L’investisseur veut une décision sur le très court terme. C’est-à-dire que la problématique du foncier industriel constitue le nerf de guerre pour tout investissement en Algérie. Ce qui dissuade les opérateurs économiques de produire, c’est la lenteur administrative et toutes les procédures et étapes à franchir jusqu’au début de la production qui peut prendre 5 à 10 ans. Chose qui rend, économiquement parlant, le projet obsolète, non rentable et loin d’être concurrentiel.
Il faut des solutions rapides pour créer des emplois, de la richesse et réduire ainsi l’importation comme cela se fait dans les pays développés.
L’aménagement de locaux pour les start-ups est une bonne initiative mais ne garantit la réussite à long terme que pour environ 10℅ d’entre elles. Ce n’est donc qu’une solution minime qui ne va pas générer assez d’emplois ni de plus-value rapidement.
Beaucoup de projets n’ont pas pu se concrétiser à cause de l’ancienne politique dévastatrice qui n’a jamais donné d’importance au temps. Un projet après 3 ans n’est plus rentable. Il y a nécessité d’offrir des facilités aux investisseurs. L’amortissement d’un hangar de 1000 m2 qui coûte environ 10 000 000 DA peut être réalisé dans un délai maximum de 4 ans en prenant en considération un loyer mensuel très abordable de 300 000 DA/HT par mois. Dans cette optique, les promoteurs immobiliers algériens et étrangers peuvent avoir accès à des terrains de l’Etat soit au dinar symbolique ou à un prix attractif afin de construire des zones industrielles de 30 à 100 hangars prêts pour la location, de différentes surfaces pour la location aux investisseurs selon un cahier des charges.

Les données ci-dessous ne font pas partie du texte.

//! Copy-on-write B-tree storage core for embedded key-value stores
//!
//! This crate implements the node layer of an embedded key-value store: a
//! B-tree whose nodes are serialized into fixed-size pages and whose every
//! mutation is copy-on-write. Page allocation, durability and reclamation
//! are injected through the [`PageStore`] trait, so the core runs the same
//! against a memory-mapped file, a write-ahead-logged pager, or the bundled
//! in-memory table.
//!
//! ```
//! use copse::{BTree, MemPageStore};
//!
//! # fn main() -> copse::Result<()> {
//! let mut tree = BTree::new(MemPageStore::new());
//! tree.insert(b"hello", b"world")?;
//! assert_eq!(tree.get(b"hello")?.as_deref(), Some(&b"world"[..]));
//! # Ok(())
//! # }
//! ```

#![warn(missing_docs)]

pub mod btree;
pub mod comparator;
pub mod cursor;
pub mod error;
pub mod node;
pub mod page;
pub mod split;
pub mod store;

// Re-exports
pub use btree::{BTree, MAX_TREE_DEPTH, MERGE_THRESHOLD};
pub use comparator::{Comparator, LexicographicComparator};
pub use cursor::Cursor;
pub use error::{Error, PageId, Result};
pub use page::{Node, NodeType, HEADER_SIZE, MAX_KEY_SIZE, MAX_VALUE_SIZE, PAGE_SIZE};
pub use store::{MemPageStore, PageStore};

/// Library version information
pub const VERSION: &str = env!("CARGO_PKG_VERSION");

Par ailleurs, les étrangers ne bénéficient pas encore de la décision d’abolition de la règle 51/49 qui n’est toujours pas applicable, ce qui va retarder la création de nouveaux emplois, d’une richesse et d’une plus-value pour notre pays. A ce jour, un étranger seul ne peut pas encore avoir un statut pour la création d’une société ni avoir un registre de commerce auprès du CNRC, ce qui induit la perte considérable de temps pour la création des emplois et de la richesse pour les Algériens.
Il y a un large fossé entre les décisions de l’Etat et leur application. Aujourd’hui, l’ex-CALPIREF ne prend pas les dossiers d’investissement actuels pour l’attribution de terrain.

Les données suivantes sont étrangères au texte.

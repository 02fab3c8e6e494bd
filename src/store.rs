//! The injected page-store contract
//!
//! The tree core performs no I/O of its own. Allocation, persistence and
//! reclamation belong to a page store supplied at construction time, which
//! keeps the core testable against a plain in-memory page table and lets
//! the surrounding system decide on durability.

use std::borrow::Cow;
use std::collections::HashMap;

use crate::error::{Error, PageId, Result};
use crate::page::PAGE_SIZE;

/// The three operations the tree core needs from its environment.
///
/// Implementations must return the exact bytes previously written for a
/// live id, never hand out `PageId::NULL`, and never reuse an id while it
/// is live. Reading a freed or unknown id is a contract violation the
/// store should surface as an error rather than undefined data.
pub trait PageStore {
    /// Read the bytes of a live page.
    fn get(&self, id: PageId) -> Result<Vec<u8>>;

    /// Store `page` (at most one page of bytes) and return a fresh id.
    fn create(&mut self, page: &[u8]) -> Result<PageId>;

    /// Release a page id. The core never reads an id again after this.
    fn del(&mut self, id: PageId) -> Result<()>;
}

/// In-memory page table, the reference [`PageStore`] for tests, benches
/// and embedders that bring their own durability layer.
#[derive(Debug, Default)]
pub struct MemPageStore {
    pages: HashMap<u64, Vec<u8>>,
    next_id: u64,
}

impl MemPageStore {
    /// Create an empty store
    pub fn new() -> Self {
        Self::default()
    }

    /// Number of live pages
    pub fn len(&self) -> usize {
        self.pages.len()
    }

    /// Whether the store holds no pages
    pub fn is_empty(&self) -> bool {
        self.pages.is_empty()
    }

    /// Whether `id` is currently live
    pub fn contains(&self, id: PageId) -> bool {
        self.pages.contains_key(&id.0)
    }
}

impl PageStore for MemPageStore {
    fn get(&self, id: PageId) -> Result<Vec<u8>> {
        self.pages.get(&id.0).cloned().ok_or(Error::PageNotFound(id))
    }

    fn create(&mut self, page: &[u8]) -> Result<PageId> {
        if page.len() > PAGE_SIZE {
            return Err(Error::Store(Cow::Owned(format!(
                "page of {} bytes exceeds the page size {PAGE_SIZE}",
                page.len()
            ))));
        }
        self.next_id += 1;
        self.pages.insert(self.next_id, page.to_vec());
        Ok(PageId(self.next_id))
    }

    fn del(&mut self, id: PageId) -> Result<()> {
        match self.pages.remove(&id.0) {
            Some(_) => Ok(()),
            None => Err(Error::PageNotFound(id)),
        }
    }
}
//! In-order traversal over a tree
//!
//! The cursor walks the tree with an explicit stack of `(node, index)`
//! frames, reading child pages lazily. Items are `Result`s: a page-store
//! failure mid-scan is yielded once and the cursor fuses.

use crate::btree::BTree;
use crate::comparator::Comparator;
use crate::error::{PageId, Result};
use crate::page::{Node, NodeType};
use crate::store::PageStore;

/// Ascending iterator over the `(key, value)` pairs of a [`BTree`].
///
/// The sentinel entry is not yielded. Created by [`BTree::iter`].
pub struct Cursor<'a, S, C> {
    tree: &'a BTree<S, C>,
    start: Option<PageId>,
    stack: Vec<(Node, u16)>,
}

impl<S: PageStore, C: Comparator> BTree<S, C> {
    /// Iterate over all entries in ascending key order
    pub fn iter(&self) -> Cursor<'_, S, C> {
        let start = if self.root().is_null() { None } else { Some(self.root()) };
        Cursor { tree: self, start, stack: Vec::new() }
    }
}

impl<S: PageStore, C: Comparator> Iterator for Cursor<'_, S, C> {
    type Item = Result<(Vec<u8>, Vec<u8>)>;

    fn next(&mut self) -> Option<Self::Item> {
        if let Some(root) = self.start.take() {
            match self.tree.read_node(root) {
                Ok(node) => self.stack.push((node, 0)),
                Err(e) => return Some(Err(e)),
            }
        }

        loop {
            let (node, index) = self.stack.last_mut()?;
            let i = *index;
            if i >= node.n_keys() {
                self.stack.pop();
                continue;
            }
            *index += 1;

            let node_type = match node.node_type() {
                Ok(t) => t,
                Err(e) => {
                    self.stack.clear();
                    return Some(Err(e));
                }
            };
            match node_type {
                NodeType::Leaf => {
                    let entry: Result<(Vec<u8>, Vec<u8>)> = (|| {
                        Ok((node.get_key(i)?.to_vec(), node.get_value(i)?.to_vec()))
                    })();
                    match entry {
                        // The sentinel owns the empty key; skip it.
                        Ok((key, _)) if key.is_empty() => continue,
                        Ok(entry) => return Some(Ok(entry)),
                        Err(e) => {
                            self.stack.clear();
                            return Some(Err(e));
                        }
                    }
                }
                NodeType::Internal => {
                    let child_id = match node.get_ptr(i) {
                        Ok(id) => id,
                        Err(e) => {
                            self.stack.clear();
                            return Some(Err(e));
                        }
                    };
                    match self.tree.read_node(child_id) {
                        Ok(child) => self.stack.push((child, 0)),
                        Err(e) => {
                            self.stack.clear();
                            return Some(Err(e));
                        }
                    }
                }
            }
        }
    }
}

L’Algérie doit faciliter et encourager rapidement la création d’un à deux millions de PME/PMI afin de sortir au plus vite de cette morosité économique.
Pour construire ces zones industrielles, la coopération avec les Chinois serait hautement bénéfique. Ces derniers peuvent construire une zone de 100 hangars de 1000 m2 chacun dans un délai ne dépassant pas les 6 mois puis les louer aux investisseurs à des prix raisonnables. Il ne reste à ces derniers qu’à installer les machines et commencer la production. Les communes s’occuperont de la viabilisation de ces zones.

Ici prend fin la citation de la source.